Ask HN: Where do you get data? - roundsquare

I am interested in playing around with popularity algorithms, graph theory algorithms, trying out some map coloring algorithms, etc...<p>All of these require data though, and I'm not sure where to get it.  So I was wondering if people on HN have good places to get data.
======
byoung2
Usually the governing body that oversees that industry will have tons of data.
In the US, there is a governing body for everything, either a gov't
department, or a similar organization. I'm not sure what type of data you
need, but here's where I have gotten data to work with:

Population data - US Census (<http://www.census.gov/main/www/access.html>)
Food data - USDA (<http://www.ars.usda.gov/Services/docs.htm?docid=8964>) SAT
stats - College Board ([http://professionals.collegeboard.com/data-reports-
research/...](http://professionals.collegeboard.com/data-reports-
research/sat))

I could go on and on...try a search for {subject} statistics and you should
get some ideas

------
Travis
Amazon offers public datasets at <http://aws.amazon.com/publicdatasets/>

They include census data, as well as a dump of freebase's data (which mirrors
things like wikipedia).

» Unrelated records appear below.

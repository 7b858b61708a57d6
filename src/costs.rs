use rust_decimal::Decimal;
use rust_decimal_macros::dec;
use serde::{Deserialize, Serialize};

use crate::types::Direction;

/// Friction percentages applied to simulated fills.
///
/// Constructed by the caller and passed into the simulator; there is no
/// process-wide default instance.
#[derive(Debug, Clone, Serialize, Deserialize)]
pub struct CostConfig {
    /// Maker commission (% of notional). Carried for completeness; the
    /// simulator models taker fills only.
    pub maker_fee_pct: Decimal,
    /// Taker commission (% of notional), charged on entry and exit.
    pub taker_fee_pct: Decimal,
    /// Average slippage (% of notional), charged on entry and exit.
    pub avg_slippage_pct: Decimal,
    /// Average half-spread (% of notional). Modeling choice: the spread is
    /// charged on entry only, exits are assumed to cross at the quoted level.
    pub avg_spread_pct: Decimal,
}

impl Default for CostConfig {
    fn default() -> Self {
        Self {
            maker_fee_pct: dec!(0.10),
            taker_fee_pct: dec!(0.15),
            avg_slippage_pct: dec!(0.05),
            avg_spread_pct: dec!(0.02),
        }
    }
}

/// Realized frictions and P&L for one round trip.
#[derive(Debug, Clone, Serialize, Deserialize)]
pub struct TradeCosts {
    pub entry_cost: Decimal,
    pub exit_cost: Decimal,
    pub total_cost: Decimal,
    pub gross_pnl: Decimal,
    pub net_pnl: Decimal,
    /// `total_cost / |gross_pnl| * 100`, 0 when gross P&L is 0.
    pub cost_impact_pct: Decimal,
}

impl TradeCosts {
    pub fn zero() -> Self {
        Self {
            entry_cost: Decimal::ZERO,
            exit_cost: Decimal::ZERO,
            total_cost: Decimal::ZERO,
            gross_pnl: Decimal::ZERO,
            net_pnl: Decimal::ZERO,
            cost_impact_pct: Decimal::ZERO,
        }
    }
}

impl CostConfig {
    /// Pure arithmetic: entry cost = commission + slippage + spread,
    /// exit cost = commission + slippage, net P&L = gross - total.
    pub fn trade_costs(
        &self,
        entry_price: Decimal,
        exit_price: Decimal,
        quantity: Decimal,
        direction: Direction,
    ) -> TradeCosts {
        let pct = dec!(100);

        let entry_notional = entry_price * quantity;
        let entry_commission = entry_notional * (self.taker_fee_pct / pct);
        let entry_slippage = entry_notional * (self.avg_slippage_pct / pct);
        let entry_spread = entry_notional * (self.avg_spread_pct / pct);
        let entry_cost = entry_commission + entry_slippage + entry_spread;

        let exit_notional = exit_price * quantity;
        let exit_commission = exit_notional * (self.taker_fee_pct / pct);
        let exit_slippage = exit_notional * (self.avg_slippage_pct / pct);
        let exit_cost = exit_commission + exit_slippage;

        let gross_pnl = match direction {
            Direction::Long => (exit_price - entry_price) * quantity,
            Direction::Short => (entry_price - exit_price) * quantity,
        };

        let total_cost = entry_cost + exit_cost;
        let net_pnl = gross_pnl - total_cost;
        let cost_impact_pct = if gross_pnl.is_zero() {
            Decimal::ZERO
        } else {
            total_cost / gross_pnl.abs() * pct
        };

        TradeCosts {
            entry_cost,
            exit_cost,
            total_cost,
            gross_pnl,
            net_pnl,
            cost_impact_pct,
        }
    }
}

They also have some genome data.

------
antdaddy
This is a good place to start: <http://theinfo.org/get/data>

------
jacquesm
I treat the www as one giant database...

The nice thing about that is that it is all real world data, so quite messy.
That gives you a good grip on what it takes to massage data before it becomes
usable, and it also gives you some control over the level of abstraction.

------
yalurker
I asked a similar question here recently and got a number of valuable links,
see thread here:

<http://news.ycombinator.com/item?id=764982>

------
kellyjoseph
Try <http://infochimps.org/>

------
roundsquare
Wow... boatloads of data. Thanks all!